One of the major challenges is to have the camera adjusted for such small parts and avoid errors due to insufficient coordinate precision [
12,
13]. Since the camera also provides an angle of rotation, tolerances are important and need to be reviewed in case they are underestimated at any point.
4. Conclusions
This study presents the development and validation of a flexible part feeding system incorporating robotic manipulation and machine vision technologies. This system addresses the increasing need for adaptable automation solutions in manufacturing environments, characterized by high product variety and frequent changeovers. The experimental results confirm that flexible feeding systems are highly suitable for handling parts with complex geometries and delicate features, offering significant operational advantages compared to conventional mechanical feeders.
Despite the higher initial investment, the flexibility and modularity inherent in the system’s design contribute to a more favorable total cost of ownership over the long term. These design choices (a modular aluminum frame, Ethernet-based communication, and plug-and-play components) ensure that the system can be easily reconfigured or expanded to meet evolving production needs. This openness includes the ability to incorporate components from different suppliers, since the design is vendor-agnostic to a large extent.
The key benefits include a reduced retooling time, minimal maintenance, and the ability to adapt rapidly to new products through simple software reprogramming and gripper modifications. Moreover, the system demonstrates strong potential for supporting low-to-medium-volume production, where traditional feeders would necessitate substantial downtime and tooling changes.

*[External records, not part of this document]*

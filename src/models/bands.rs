//! # 能带索引数据模型
//!
//! HOMO/LUMO 在能带文件中的列索引。
//!
//! ## 依赖关系
//! - 被 `parsers/homo_lumo.rs` 和 `commands/bands.rs` 使用
//! - 无外部模块依赖

use serde::{Deserialize, Serialize};

/// 能带文件中前四列为 k 点序号与坐标 (index, kx, ky, kz)
const LEADING_COLUMNS: usize = 4;

/// HOMO/LUMO 列索引
#[derive(Debug, Clone, Copy, PartialEq, Eq, Serialize, Deserialize)]
pub struct BandIndices {
    /// 标记行给出的态编号 (第一个占据数为 0 的态)
    pub first_empty_state: usize,

    /// HOMO 所在列
    pub homo: usize,

    /// LUMO 所在列
    pub lumo: usize,
}

impl BandIndices {
    /// 由态编号 n 计算列索引，每个态在能带文件中占 (占据数, 能量) 两列。
    /// n 必须 >= 1。
    pub fn from_state(n: usize) -> Self {
        BandIndices {
            first_empty_state: n,
            homo: LEADING_COLUMNS + 2 * (n - 1) - 1,
            lumo: LEADING_COLUMNS + 2 * n - 1,
        }
    }
}

#[cfg(test)]
mod tests {
    use super::*;

    #[test]
    fn test_from_state() {
        let idx = BandIndices::from_state(7);
        assert_eq!(idx.homo, 15);
        assert_eq!(idx.lumo, 17);
    }

    #[test]
    fn test_first_state() {
        let idx = BandIndices::from_state(1);
        assert_eq!(idx.homo, 3);
        assert_eq!(idx.lumo, 5);
    }
}
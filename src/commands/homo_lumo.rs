//! # homo-lumo 命令实现
//!
//! ## 依赖关系
//! - 使用 `cli/bands.rs` 定义的 HomoLumoArgs
//! - 使用 `bandana::parsers::homo_lumo`

use crate::cli::bands::HomoLumoArgs;
use crate::utils::output;
use bandana::error::Result;
use bandana::parsers::parse_homo_lumo_file;

/// 执行 homo-lumo 命令
pub fn execute(args: HomoLumoArgs) -> Result<()> {
    let indices = parse_homo_lumo_file(&args.input)?;

    output::print_info(&format!(
        "First empty state: {}",
        indices.first_empty_state
    ));
    output::print_success(&format!(
        "HOMO column: {}, LUMO column: {}",
        indices.homo, indices.lumo
    ));

    Ok(())
}
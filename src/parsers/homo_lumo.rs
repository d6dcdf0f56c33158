//! # HOMO/LUMO 索引解析器
//!
//! 在本征值列表中查找第一个占据数为 0 的态，据此计算能带文件中 HOMO/LUMO 的列索引。
//!
//! ```text
//!   State    Occupation    Eigenvalue [Ha]    Eigenvalue [eV]
//!       6       2.00000          -0.213456          -5.80845
//!       7       0.00000       -0.108765          -2.95964
//! ```
//!
//! ## 依赖关系
//! - 被 `parsers/mod.rs` 和 `commands/{homo_lumo,bands}.rs` 使用
//! - 使用 `models/bands.rs`

use crate::error::{BandanaError, Result};
use crate::models::BandIndices;
use std::fs::File;
use std::io::{BufRead, BufReader};
use std::path::Path;

/// 定宽输出格式中零占据数字段及其两侧空白
pub const HOMO_LUMO_MARKER: &str = "      0.00000       ";

/// 解析 HOMO/LUMO 索引
pub fn parse_homo_lumo_file(path: &Path) -> Result<BandIndices> {
    let file = File::open(path).map_err(|e| BandanaError::from_read(path, e))?;
    let name = path.display().to_string();

    let reader = BufReader::new(file);
    for (i, line) in reader.lines().enumerate() {
        let line = line.map_err(|e| BandanaError::FileReadError {
            path: name.clone(),
            source: e,
        })?;

        if line.contains(HOMO_LUMO_MARKER) {
            return indices_from_marker_line(&line, &name, i + 1);
        }
    }

    Err(marker_not_found(&name))
}

/// 从字符串内容解析 HOMO/LUMO 索引
pub fn parse_homo_lumo_content(content: &str, name: &str) -> Result<BandIndices> {
    content
        .lines()
        .enumerate()
        .find(|(_, line)| line.contains(HOMO_LUMO_MARKER))
        .map(|(i, line)| indices_from_marker_line(line, name, i + 1))
        .unwrap_or_else(|| Err(marker_not_found(name)))
}

fn indices_from_marker_line(line: &str, name: &str, line_no: usize) -> Result<BandIndices> {
    // 态编号为行内第一个整数字段（通常位于行首）
    let n: usize = line
        .split_whitespace()
        .find_map(|field| field.parse().ok())
        .ok_or_else(|| {
            BandanaError::malformed(name, line_no, format!("no state index in '{}'", line.trim()))
        })?;

    if n == 0 {
        return Err(BandanaError::malformed(
            name,
            line_no,
            "state index must be at least 1",
        ));
    }

    Ok(BandIndices::from_state(n))
}

fn marker_not_found(name: &str) -> BandanaError {
    BandanaError::MarkerNotFound {
        path: name.to_string(),
        marker: HOMO_LUMO_MARKER.to_string(),
    }
}

#[cfg(test)]
mod tests {
    use super::*;

    #[test]
    fn test_marker_line() {
        let content = "  State    Occupation    Eigenvalue [Ha]    Eigenvalue [eV]\n\
                       \x20     6       2.00000       -0.2134       -5.8084\n\
                       \x20     7      0.00000        7\n";
        let idx = parse_homo_lumo_content(content, "out").unwrap();
        assert_eq!(idx.first_empty_state, 7);
        assert_eq!(idx.homo, 15);
        assert_eq!(idx.lumo, 17);
    }

    #[test]
    fn test_exact_marker_from_format() {
        let content = format!("7{}-0.108765   -2.95964\n", HOMO_LUMO_MARKER);
        let idx = parse_homo_lumo_content(&content, "out").unwrap();
        assert_eq!((idx.homo, idx.lumo), (15, 17));
    }

    #[test]
    fn test_first_match_only() {
        let content = format!(
            "3{m}-0.1\n9{m}-0.2\n",
            m = HOMO_LUMO_MARKER
        );
        let idx = parse_homo_lumo_content(&content, "out").unwrap();
        assert_eq!(idx.first_empty_state, 3);
    }

    #[test]
    fn test_state_index_after_occupation() {
        let content = "      0.00000        7\n";
        let idx = parse_homo_lumo_content(content, "out").unwrap();
        assert_eq!(idx.homo, 4 + 2 * 6 - 1);
        assert_eq!(idx.lumo, 4 + 2 * 7 - 1);
    }

    #[test]
    fn test_missing_marker() {
        let content = "      1       2.00000       -0.5\n";
        let err = parse_homo_lumo_content(content, "out").unwrap_err();
        assert!(matches!(err, BandanaError::MarkerNotFound { .. }));
    }

    #[test]
    fn test_non_integer_state() {
        let content = format!("x{}-0.1\n", HOMO_LUMO_MARKER);
        let err = parse_homo_lumo_content(&content, "out").unwrap_err();
        assert!(matches!(err, BandanaError::MalformedRecord { line: 1, .. }));
    }

    #[test]
    fn test_zero_state_rejected() {
        let content = format!("0{}-0.1\n", HOMO_LUMO_MARKER);
        assert!(parse_homo_lumo_content(&content, "out").is_err());
    }
}
//! # bands 命令实现
//!
//! 收集能带文件，取出一列能量堆叠为矩阵 (文件 × 采样点, Hartree) 并写出。
//!
//! ## 依赖关系
//! - 使用 `cli/bands.rs` 定义的参数
//! - 使用 `bandana::parsers::{bands, homo_lumo}`, `bandana::export`
//! - 使用 `utils/{files,output,progress}.rs`
//! - 被 `commands/plot.rs` 复用

use crate::cli::bands::{BandSourceArgs, BandsArgs, FrontierState};
use crate::utils::{files, output, progress};
use bandana::error::{BandanaError, Result};
use bandana::export;
use bandana::parsers::bands::load_band_energies_with_progress;
use bandana::parsers::parse_homo_lumo_file;

use ndarray::Array2;
use std::path::{Path, PathBuf};

/// 执行 bands 命令
pub fn execute(args: BandsArgs) -> Result<()> {
    output::print_header("Band Energies");

    let column = match (args.column, &args.homo_lumo) {
        (Some(column), _) => column,
        (None, Some(listing)) => frontier_column(listing, args.state)?,
        (None, None) => {
            return Err(BandanaError::InvalidArgument(
                "either --column or --homo-lumo is required".to_string(),
            ))
        }
    };

    let band_files = collect(&args.source)?;
    let energies = load_column(&band_files, column, args.source.limit)?;

    let (n_files, n_points) = energies.dim();
    output::print_success(&format!(
        "Energy matrix: {} files x {} points (column {}, Hartree)",
        n_files, n_points, column
    ));

    export::write_matrix(&energies, &args.output)?;
    output::print_written("Bands", &args.output.display().to_string());

    Ok(())
}

/// 从本征值列表中取 HOMO 或 LUMO 所在列
pub fn frontier_column(listing: &Path, state: FrontierState) -> Result<usize> {
    let indices = parse_homo_lumo_file(listing)?;
    let column = match state {
        FrontierState::Homo => indices.homo,
        FrontierState::Lumo => indices.lumo,
    };
    output::print_info(&format!(
        "{} column {} (first empty state {})",
        state, column, indices.first_empty_state
    ));
    Ok(column)
}

/// 收集能带文件
pub fn collect(source: &BandSourceArgs) -> Result<Vec<PathBuf>> {
    let band_files = files::collect_band_files(&source.dir, &source.pattern, source.recursive)?;
    output::print_info(&format!(
        "Found {} band files in '{}'",
        band_files.len(),
        source.dir.display()
    ));
    Ok(band_files)
}

/// 带进度条加载一列能量
pub fn load_column(band_files: &[PathBuf], column: usize, limit: Option<usize>) -> Result<Array2<f64>> {
    let pb = progress::create_progress_bar(band_files.len() as u64, "Loading");
    let result = load_band_energies_with_progress(band_files, column, limit, |_| pb.inc(1));
    pb.finish_and_clear();
    result
}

Future work should focus on the development of a form of robot-agnostic platform architecture to enable broader compatibility with different robotic systems by means of ready software plug-in solutions and mechanical adapters. Furthermore, the addition of automated part storage and replenishment modules, as well as integration of downstream processes such as automated packaging, could enhance the system’s autonomy and efficiency. For applications involving larger or heavier components, the implementation of bulk feeding mechanisms would further improve throughput and operational robustness [
14].
In conclusion, the flexible feeding system developed in this study offers a robust, scalable, and future-proof solution for modern manufacturing challenges, supporting the transition toward smart, reconfigurable production environments.